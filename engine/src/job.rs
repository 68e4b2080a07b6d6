//! Run orchestration module.
//!
//! `run_transfer` executes one TransferRequest: it creates the target
//! directory (and category subfolders when categorization is on), then moves
//! each file in order, classifying and naming it along the way. Setup
//! failures abort the run before anything is touched; per-file failures are
//! recorded and never stop the remaining files.

use std::path::Path;
use std::sync::atomic::{AtomicBool, Ordering};
use std::sync::Arc;

use tracing::{debug, error};

use crate::error::EngineError;
use crate::fs_ops;
use crate::model::{
    ErrorEntry, FileCategory, ProcessedFile, SourceFile, TransferOutcome, TransferRequest,
    CATEGORY_TABLE,
};
use crate::naming::{self, NameAllocator};
use crate::progress::ProgressSink;

/// Cooperative cancellation flag, checked before each file.
///
/// Cancelling never rolls anything back: files already moved stay moved, and
/// every remaining file is reported as an error without being touched.
#[derive(Debug, Clone, Default)]
pub struct CancelToken(Arc<AtomicBool>);

impl CancelToken {
    pub fn new() -> Self {
        Self::default()
    }

    pub fn cancel(&self) {
        self.0.store(true, Ordering::Relaxed);
    }

    pub fn is_cancelled(&self) -> bool {
        self.0.load(Ordering::Relaxed)
    }
}

/// Execute a transfer request.
///
/// Emits one progress notification per file and a completion notification
/// with the terminal outcome. Returns Err only for fatal setup failures
/// (target or category directory could not be created), in which case no
/// file has been moved.
pub fn run_transfer(
    request: &TransferRequest,
    progress: Option<&dyn ProgressSink>,
    cancel: Option<&CancelToken>,
) -> Result<TransferOutcome, EngineError> {
    fs_ops::ensure_dir_exists(&request.target_dir).map_err(|e| EngineError::TargetDirCreation {
        path: request.target_dir.clone(),
        source: e,
    })?;

    if request.categorize {
        for rule in CATEGORY_TABLE {
            let dir = request.target_dir.join(rule.folder);
            fs_ops::ensure_dir_exists(&dir).map_err(|e| EngineError::CategoryDirCreation {
                path: dir.clone(),
                source: e,
            })?;
        }
    }

    if let Some(sink) = progress {
        sink.on_run_started(request.sources.len());
    }

    let total = request.sources.len().max(1);
    let mut alloc = NameAllocator::new();
    let mut outcome = TransferOutcome::default();

    for (index, source) in request.sources.iter().enumerate() {
        let percent = (((index + 1) * 100) / total) as u8;

        if cancel.map_or(false, CancelToken::is_cancelled) {
            debug!(
                run = %request.id,
                source = %source.path.display(),
                "run cancelled, leaving file in place"
            );
            outcome.errors.push(ErrorEntry {
                source: source.path.clone(),
                message: "transfer cancelled".to_string(),
            });
            if let Some(sink) = progress {
                sink.on_file_progress(percent, &format!("Cancelled: {}", source.file_name()));
            }
            continue;
        }

        let label = match move_one(request, source, &mut alloc) {
            Ok(done) => {
                let label = format!("Moving: {}", done.name);
                outcome.processed.push(done);
                label
            }
            Err(message) => {
                error!(
                    run = %request.id,
                    source = %source.path.display(),
                    reason = %message,
                    "file failed"
                );
                let label = format!("Failed: {}", source.file_name());
                outcome.errors.push(ErrorEntry {
                    source: source.path.clone(),
                    message,
                });
                label
            }
        };

        if let Some(sink) = progress {
            sink.on_file_progress(percent, &label);
        }
    }

    if let Some(sink) = progress {
        sink.on_run_completed(&outcome);
    }

    Ok(outcome)
}

/// Classify, name, and move a single file.
fn move_one(
    request: &TransferRequest,
    source: &SourceFile,
    alloc: &mut NameAllocator,
) -> Result<ProcessedFile, String> {
    let category = FileCategory::from_path(&source.path);
    let stem = naming::choose_name(
        source,
        category,
        request.auto_rename_images,
        request.rename_pattern,
        alloc,
    );
    let ext = naming::extension_of(&source.path);
    let file_name = if ext.is_empty() {
        stem
    } else {
        format!("{}.{}", stem, ext)
    };

    let dest_dir = match category.folder_name() {
        Some(folder) if request.categorize => request.target_dir.join(folder),
        _ => request.target_dir.clone(),
    };
    let dest_path = dest_dir.join(&file_name);

    debug!(
        run = %request.id,
        source = %source.path.display(),
        category = %category,
        name = %file_name,
        dest = %dest_path.display(),
        "processing file"
    );

    // Re-check right before the move; the setup pass may have raced with
    // something deleting the folder.
    fs_ops::ensure_dir_exists(&dest_dir)
        .map_err(|e| format!("could not create {}: {}", dest_dir.display(), e))?;

    if dest_path.exists() {
        return Err(format!(
            "destination already exists: {}",
            dest_path.display()
        ));
    }

    fs_ops::move_file(&source.path, &dest_path)
        .map_err(|e| format!("could not move {}: {}", source.path.display(), e))?;

    let folder = dest_dir
        .file_name()
        .map(|n| n.to_string_lossy().into_owned())
        .unwrap_or_else(|| dest_dir.display().to_string());

    Ok(ProcessedFile {
        relative_path: Path::new(&folder).join(&file_name),
        name: file_name,
        category,
        folder,
        path: dest_path,
    })
}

+-------+

Begin with the first line of the records and finish with the line containing "-> Result<TransferOutcome, EngineError>". Reproduce those lines exactly, both ends included, and nothing else.

filename engine/src/job.rs
repository 68e4b2080a07b6d6
//! Run orchestration module.
//!
//! `run_transfer` executes one TransferRequest: it creates the target
//! directory (and category subfolders when categorization is on), then moves
//! each file in order, classifying and naming it along the way. Setup
//! failures abort the run before anything is touched; per-file failures are
//! recorded and never stop the remaining files.

use std::path::Path;
use std::sync::atomic::{AtomicBool, Ordering};
use std::sync::Arc;

use tracing::{debug, error};

use crate::error::EngineError;
use crate::fs_ops;
use crate::model::{
    ErrorEntry, FileCategory, ProcessedFile, SourceFile, TransferOutcome, TransferRequest,
    CATEGORY_TABLE,
};
use crate::naming::{self, NameAllocator};
use crate::progress::ProgressSink;

/// Cooperative cancellation flag, checked before each file.
///
/// Cancelling never rolls anything back: files already moved stay moved, and
/// every remaining file is reported as an error without being touched.
#[derive(Debug, Clone, Default)]
pub struct CancelToken(Arc<AtomicBool>);

impl CancelToken {
    pub fn new() -> Self {
        Self::default()
    }

    pub fn cancel(&self) {
        self.0.store(true, Ordering::Relaxed);
    }

    pub fn is_cancelled(&self) -> bool {
        self.0.load(Ordering::Relaxed)
    }
}

/// Execute a transfer request.
///
/// Emits one progress notification per file and a completion notification
/// with the terminal outcome. Returns Err only for fatal setup failures
/// (target or category directory could not be created), in which case no
/// file has been moved.
pub fn run_transfer(
    request: &TransferRequest,
    progress: Option<&dyn ProgressSink>,
    cancel: Option<&CancelToken>,
) -> Result<TransferOutcome, EngineError> {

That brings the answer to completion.